◆ **TASK TO CARRY OUT**
Each entry needs to be reproduced exactly as it is.

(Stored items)
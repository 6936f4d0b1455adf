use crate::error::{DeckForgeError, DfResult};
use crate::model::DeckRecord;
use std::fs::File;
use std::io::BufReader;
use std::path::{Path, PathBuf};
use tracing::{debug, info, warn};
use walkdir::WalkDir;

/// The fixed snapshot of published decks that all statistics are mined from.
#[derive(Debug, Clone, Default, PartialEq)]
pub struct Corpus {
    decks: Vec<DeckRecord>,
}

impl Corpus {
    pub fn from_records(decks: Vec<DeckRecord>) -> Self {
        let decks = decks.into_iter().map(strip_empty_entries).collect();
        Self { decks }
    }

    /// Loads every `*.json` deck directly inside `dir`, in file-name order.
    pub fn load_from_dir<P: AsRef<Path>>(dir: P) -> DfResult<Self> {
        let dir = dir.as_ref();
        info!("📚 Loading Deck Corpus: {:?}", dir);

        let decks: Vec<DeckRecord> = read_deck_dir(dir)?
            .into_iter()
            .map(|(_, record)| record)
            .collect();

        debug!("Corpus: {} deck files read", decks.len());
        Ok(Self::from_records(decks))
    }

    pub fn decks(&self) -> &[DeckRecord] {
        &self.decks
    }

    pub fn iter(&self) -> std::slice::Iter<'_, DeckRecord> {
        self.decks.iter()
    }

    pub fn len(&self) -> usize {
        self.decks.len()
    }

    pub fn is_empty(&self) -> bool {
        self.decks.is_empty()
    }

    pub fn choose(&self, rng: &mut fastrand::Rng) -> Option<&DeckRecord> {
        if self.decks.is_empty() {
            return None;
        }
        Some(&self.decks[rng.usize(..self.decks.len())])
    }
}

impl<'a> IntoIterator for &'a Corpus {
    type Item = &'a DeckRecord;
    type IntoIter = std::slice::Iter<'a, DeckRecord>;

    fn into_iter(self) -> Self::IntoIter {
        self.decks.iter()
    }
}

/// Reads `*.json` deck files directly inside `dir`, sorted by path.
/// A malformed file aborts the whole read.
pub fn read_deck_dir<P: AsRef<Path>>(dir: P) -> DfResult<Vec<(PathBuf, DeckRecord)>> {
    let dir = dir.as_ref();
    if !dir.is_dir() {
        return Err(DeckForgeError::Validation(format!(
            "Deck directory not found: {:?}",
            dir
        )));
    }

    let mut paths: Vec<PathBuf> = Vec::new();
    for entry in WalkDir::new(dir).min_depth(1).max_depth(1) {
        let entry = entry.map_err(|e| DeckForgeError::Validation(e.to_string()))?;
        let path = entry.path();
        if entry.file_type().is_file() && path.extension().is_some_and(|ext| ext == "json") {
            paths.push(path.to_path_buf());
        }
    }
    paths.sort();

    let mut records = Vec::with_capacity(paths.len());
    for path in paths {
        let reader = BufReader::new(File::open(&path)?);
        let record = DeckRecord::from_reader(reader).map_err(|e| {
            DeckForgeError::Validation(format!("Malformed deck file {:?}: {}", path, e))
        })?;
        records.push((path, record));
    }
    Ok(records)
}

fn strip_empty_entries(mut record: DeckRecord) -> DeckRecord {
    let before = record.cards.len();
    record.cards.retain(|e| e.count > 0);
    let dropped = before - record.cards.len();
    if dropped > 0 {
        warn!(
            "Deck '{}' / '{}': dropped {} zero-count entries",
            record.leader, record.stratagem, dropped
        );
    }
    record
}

◆ **OUTPUT OF THE TASK**
repository 6936f4d0b1455adf
use crate::error::{DeckForgeError, DfResult};
use crate::model::DeckRecord;
use std::fs::File;
use std::io::BufReader;
use std::path::{Path, PathBuf};
use tracing::{debug, info, warn};
use walkdir::WalkDir;

/// The fixed snapshot of published decks that all statistics are mined from.
#[derive(Debug, Clone, Default, PartialEq)]
pub struct Corpus {
    decks: Vec<DeckRecord>,
}

impl Corpus {
    pub fn from_records(decks: Vec<DeckRecord>) -> Self {
        let decks = decks.into_iter().map(strip_empty_entries).collect();
        Self { decks }
    }

    /// Loads every `*.json` deck directly inside `dir`, in file-name order.
    pub fn load_from_dir<P: AsRef<Path>>(dir: P) -> DfResult<Self> {
        let dir = dir.as_ref();
        info!("📚 Loading Deck Corpus: {:?}", dir);

        let decks: Vec<DeckRecord> = read_deck_dir(dir)?
            .into_iter()
            .map(|(_, record)| record)
            .collect();

        debug!("Corpus: {} deck files read", decks.len());
        Ok(Self::from_records(decks))
    }

    pub fn decks(&self) -> &[DeckRecord] {
        &self.decks
    }

    pub fn iter(&self) -> std::slice::Iter<'_, DeckRecord> {
        self.decks.iter()
    }

    pub fn len(&self) -> usize {
        self.decks.len()
    }

    pub fn is_empty(&self) -> bool {
        self.decks.is_empty()
    }

    pub fn choose(&self, rng: &mut fastrand::Rng) -> Option<&DeckRecord> {
        if self.decks.is_empty() {
            return None;
        }
        Some(&self.decks[rng.usize(..self.decks.len())])
    }
}

impl<'a> IntoIterator for &'a Corpus {
    type Item = &'a DeckRecord;
    type IntoIter = std::slice::Iter<'a, DeckRecord>;

    fn into_iter(self) -> Self::IntoIter {
        self.decks.iter()
    }
}

/// Reads `*.json` deck files directly inside `dir`, sorted by path.
/// A malformed file aborts the whole read.
pub fn read_deck_dir<P: AsRef<Path>>(dir: P) -> DfResult<Vec<(PathBuf, DeckRecord)>> {
    let dir = dir.as_ref();
    if !dir.is_dir() {
        return Err(DeckForgeError::Validation(format!(
            "Deck directory not found: {:?}",
            dir
        )));
    }

    let mut paths: Vec<PathBuf> = Vec::new();
    for entry in WalkDir::new(dir).min_depth(1).max_depth(1) {
        let entry = entry.map_err(|e| DeckForgeError::Validation(e.to_string()))?;
        let path = entry.path();
        if entry.file_type().is_file() && path.extension().is_some_and(|ext| ext == "json") {
            paths.push(path.to_path_buf());
        }
    }
    paths.sort();

    let mut records = Vec::with_capacity(paths.len());
    for path in paths {
        let reader = BufReader::new(File::open(&path)?);
        let record = DeckRecord::from_reader(reader).map_err(|e| {
            DeckForgeError::Validation(format!("Malformed deck file {:?}: {}", path, e))
        })?;
        records.push((path, record));
    }
    Ok(records)
}

fn strip_empty_entries(mut record: DeckRecord) -> DeckRecord {
    let before = record.cards.len();
    record.cards.retain(|e| e.count > 0);
    let dropped = before - record.cards.len();
    if dropped > 0 {
        warn!(
            "Deck '{}' / '{}': dropped {} zero-count entries",
            record.leader, record.stratagem, dropped
        );
    }
    record
}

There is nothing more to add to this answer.